In the media we are struck by how marginalised we are in terms of representation. We see clearly the lack of black characters existing beyond the ‘angry, black woman’ or the ‘gang member’. Yet as an actor I am surrounded by performers and writers that embrace the many complex, nuanced and often vulnerable, funny sides of the human experience. Being on Peep Show was a wonderful way to witness this – well educated, white men taking the absolute piss out of themselves for being incompetent, bad in bed, deeply insecure and at times immoral and deeply disappointing. What freedom that is! To have the space to be all those things - the space to see yourself - and allow the world to see you - as a fully rounded, imperfect human being - and to feel secure enough to laugh at that.
I’m not saying that we as black people don’t do this or can’t do this. I just wonder where we might be if we didn’t have to first work out, navigate and make understood our blackness. When I first visited Barbados, a 96% black country I was fascinated by watching black people in an environment where for the most part their blackness was a given. Even in that environment there is still the lingering effects of British imperialism and the American culture permeating from across the water, dominating the media. But there was a freedom in the families that gathered on the beach for Sunday BBQ’s.
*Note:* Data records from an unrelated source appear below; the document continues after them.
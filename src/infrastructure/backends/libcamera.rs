//! libcamera command-line backend (`rpicam-*` / `libcamera-*`)

use std::path::Path;
use std::time::Duration as StdDuration;

use async_trait::async_trait;

use crate::application::ports::{BackendError, CameraBackend, RecordingHandle};
use crate::domain::backend::{BackendKind, LibcameraTools};
use crate::domain::config::CameraSettings;

use super::process::{run_capture_command, ProcessRecording, TeardownPolicy, STARTUP_GRACE, STILL_TIMEOUT};

/// Records a raw H.264 elementary stream with the `*-vid` tool and takes
/// stills with the `*-still` tool
pub struct LibcameraBackend {
    tools: LibcameraTools,
    settings: CameraSettings,
    policy: TeardownPolicy,
    grace: StdDuration,
}

impl LibcameraBackend {
    pub fn new(tools: LibcameraTools, settings: CameraSettings, policy: TeardownPolicy) -> Self {
        Self {
            tools,
            settings,
            policy,
            grace: STARTUP_GRACE,
        }
    }

    /// Runs until signalled; the controller owns the duration bound
    fn record_args(&self, raw_path: &Path) -> Vec<String> {
        vec![
            "-n".to_string(),
            "-t".to_string(),
            "0".to_string(),
            "--codec".to_string(),
            "h264".to_string(),
            "--framerate".to_string(),
            self.settings.fps.to_string(),
            "--width".to_string(),
            self.settings.width.to_string(),
            "--height".to_string(),
            self.settings.height.to_string(),
            "-o".to_string(),
            raw_path.to_string_lossy().to_string(),
        ]
    }

    fn still_args(&self, output: &Path) -> Vec<String> {
        let mut args = vec![
            "-n".to_string(),
            "-t".to_string(),
            "1000".to_string(),
            "--width".to_string(),
            self.settings.width.to_string(),
            "--height".to_string(),
            self.settings.height.to_string(),
        ];
        if output
            .extension()
            .is_some_and(|ext| ext.eq_ignore_ascii_case("png"))
        {
            args.extend(["-e".to_string(), "png".to_string()]);
        }
        args.extend(["-o".to_string(), output.to_string_lossy().to_string()]);
        args
    }
}

#[async_trait]
impl CameraBackend for LibcameraBackend {
    fn kind(&self) -> BackendKind {
        BackendKind::Libcamera
    }

    async fn start_recording(
        &self,
        raw_path: &Path,
    ) -> Result<Box<dyn RecordingHandle>, BackendError> {
        let recording = ProcessRecording::spawn(
            BackendKind::Libcamera,
            &self.tools.vid,
            &self.record_args(raw_path),
            self.grace,
            self.policy,
        )
        .await?;
        Ok(Box::new(recording))
    }

    async fn capture_still(&self, output: &Path) -> Result<(), BackendError> {
        run_capture_command(&self.tools.still, &self.still_args(output), STILL_TIMEOUT).await
    }
}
There was a different walk in the teenagers as they strolled along the breezy promenades after school – a lightness – and for the first time I saw the weight of being Black under the White gaze. An unseen weight, invisible to white people and often to ourselves.
Our experience is not monolithic. I know this. There are many black people who instinctively know themselves and their blackness so securely that they feel the freedom to live beyond that space and be uniquely themselves. I have friends like this. But back in the noughties they often stood out and were met by disapproval from other black people and misunderstanding from their white counterparts. Why aren’t you raving at Gas Club and watching MTV Base?
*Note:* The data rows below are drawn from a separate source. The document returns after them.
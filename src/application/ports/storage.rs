//! Media storage port interface

use std::path::PathBuf;

use async_trait::async_trait;
use serde::Serialize;
use thiserror::Error;

/// Storage errors
#[derive(Debug, Clone, Error)]
pub enum StorageError {
    #[error("No writable media directory: {0}")]
    Unavailable(String),

    #[error("Mount failed: {0}")]
    MountFailed(String),
}

/// Current writable media locations
#[derive(Debug, Clone, PartialEq, Eq, Serialize)]
pub struct MediaRoot {
    pub photos: PathBuf,
    pub videos: PathBuf,
    /// True when the files land on removable media
    pub removable: bool,
}

/// Port for the storage provider.
///
/// The root may move between calls (USB stick plugged or pulled), so
/// callers ask again on every operation.
#[async_trait]
pub trait MediaStorage: Send + Sync {
    async fn media_root(&self) -> Result<MediaRoot, StorageError>;

    /// Flush pending writes to disk
    async fn sync(&self);
}
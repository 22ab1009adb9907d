//! IPC (Inter-Process Communication) module for daemon control
//!
//! JSON-lines requests and replies over a Unix Domain Socket.

pub mod protocol;
mod unix_socket;

pub use protocol::{
    ErrorReply, OkReply, PhotoReply, ReplyStatus, Request, StartReply, StopReply, SubscribeReply,
};
pub use unix_socket::{
    decode_reply, ClientError, EventStream, SocketPath, UnixSocketClient, UnixSocketServer,
};
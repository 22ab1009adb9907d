//! Configuration value objects

mod app_config;

pub use app_config::*;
But now in this time of coronavirus-collective in-breath we can have the opportunity to meet ourselves in a space beyond race, gender, culture and the need to make this comprehensible to others. And once we have met ourselves in this expansive limitless space, we can then meet others there too. The people who may or may not look like us or share our exact experience but who we connect deeply with - who inspire and excite us to be our authentic self.
I am not abandoning my blackness – I can never do that – it is woven into my human experience - like being a mother, a woman and dual heritage. All labels I wear with pride. I’m not necessarily planning to disappear into the Indian wilderness either. I am simply wondering what might await us if we explore life beyond labels, disappearing into ourselves and discovering true freedom – if we dare.